Future Directions for the National Healthcare Quality and Disparities Reports
I. An Illustrative Funding Example
When Congress mandated the production of the national healthcare reports in 1999, it did not provide dedicated funding to the Agency for Healthcare Research and Quality (AHRQ) for this purpose. Currently, the report-related effort is funded within AHRQ at an annual cost of approximately $3.7-$4.0 million. The Future Directions committee has recommended numerous improvements to the NHQR, NHDR, and their related products. The committee is cognizant of federal fiscal restraint and exercised diligence when weighing recommendations that would require additional funding. The committee concluded, however, that monitoring health care quality and disparities is an essential part of improving the Nation's health care system, and that such monitoring should be done well. Therefore, the committee recommends (in Chapter 7) that although some of its recommendations can be implemented with existing funds, additional funds are needed to support the expanded activities in this report. Although the committee was not tasked with providing specific budgetary amounts, in this appendix, the committee provides one illustrative example of how its recommendations might be funded.
To implement the improvements for the NHQR, NHDR, and related products, the committee's illustrative funding scenario proposes a $5.5 million increase in AHRQ funds (Table I-1). The committee recognizes that this would be a substantial increase over current funding, but discusses how this increase would be used to transform the report products, engage national and state policy makers and other actors, strengthen performance metrics, improve data, and support the processes the committee has described.
The committee provides this estimate to convey the scale of the overall increase thought necessary. The committee developed this estimate by considering the major tasks to be accomplished and assessing the potential costs based on AHRQ's current expenditures and the committee's own experience with activities of a similar scope. An increase of this amount would give AHRQ a total budget of approximately $9.5 million for report-related activities. In the fiscal year (FY) 2009 omnibus appropriations bill, AHRQ's budget was $372 million, and the request for AHRQ in FY 2010 is the same. Thus, an increase in funding for AHRQ of this amount represents about a 1.5 percent increase in the overall AHRQ budget.
The speed of implementation will determine if all funds enumerated in the proposed example would be required in the initial year, and progress on activities thereafter would determine whether each increase would be required annually and indefinitely.
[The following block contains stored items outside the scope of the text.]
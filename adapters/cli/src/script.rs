use anyhow::{Context, Result};
use hex_voyage_world::GameStore;
use tracing::{debug, warn};

/// Outcome of running a script.
#[derive(Clone, Copy, Debug, Default, PartialEq, Eq)]
pub(crate) struct RunSummary {
    /// Actions that were committed.
    pub(crate) applied: usize,
    /// Actions that were parsed or applied unsuccessfully and skipped.
    pub(crate) rejected: usize,
}

/// Yields the one-based line number and text of every action in `source`.
///
/// Blank lines are skipped and `#` starts a comment that runs to the end of
/// the line.
pub(crate) fn actions(source: &str) -> impl Iterator<Item = (usize, &str)> {
    source
        .lines()
        .enumerate()
        .map(|(index, line)| {
            let action = line.split_once('#').map_or(line, |(action, _)| action);
            (index + 1, action.trim())
        })
        .filter(|(_, action)| !action.is_empty())
}

/// Dispatches every action of `source` in order.
///
/// Rejected actions are logged and skipped unless `strict` is set, in which
/// case the first rejection ends the run with an error.
pub(crate) fn run(store: &mut GameStore, source: &str, strict: bool) -> Result<RunSummary> {
    let mut summary = RunSummary::default();
    for (line, action) in actions(source) {
        match store.dispatch_line(action) {
            Ok(events) => {
                summary.applied += 1;
                debug!(line, action, events = events.len(), "applied action");
            }
            Err(error) if strict => {
                return Err(error).with_context(|| format!("line {line}: `{action}` was rejected"));
            }
            Err(error) => {
                summary.rejected += 1;
                warn!(line, action, %error, "rejected action");
            }
        }
    }
    Ok(summary)
}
As an example, the National Advisory Council for Healthcare Research and Quality (NAC) Technical Advisory Subcommittee for Measure Selection might complete the bulk of the prioritization analyses on measures within a couple of years calling for less frequent meetings and/or the sub-committee may benefit from prioritization analyses conducted by other funded groups such as the National Quality Forum and thus may require less funding to contract for services.
In calendar year 2010, with a modest increase in staffing and resources ($750,000), AHRQ could include numerous upgrades in the 2010 NHQR, NHDR, and State Snapshots (which would be released in early 2011). While a major portion of this may go toward reconfiguring the reports themselves in the initial year, in subsequent years, a greater portion would be available for data acquisition and analysis, including substate analyses and more in-depth analyses related to priority populations. AHRQ at present spends about $1.6 million of its $3.7-$4.0 million budget on data acquisition and analysis.1 Another $1.25 million may be required for upgrades to Web-based resources, additional products, and enhanced dissemination activities.
It is estimated that $1 million would be required to staff the Technical Advisory Subcommittee for Measure Selection within the existing structure of AHRQ's NAC. As indicated in Chapter 7, this technical advisory subcommittee should be established in calendar year 2010 to begin planning for the assessment of measures. In addition, AHRQ may need additional funds ($1 million) specifically dedicated to hiring staff or for contracting for the systematic review and analyses required to apply quantitative techniques to assess how much closing gaps in performance would benefit the overall health of the nation and of specific population groups. Funds should be dedicated to measure and data source development; the $1 million suggested is a relatively small investment given the costs of developing data systems, and the committee discusses in Chapter 7 the need for multiple partners to support the development of the health care data infrastructure. Finally, $500,000 may be needed by AHRQ to ensure an adequate evaluation of report-related efforts.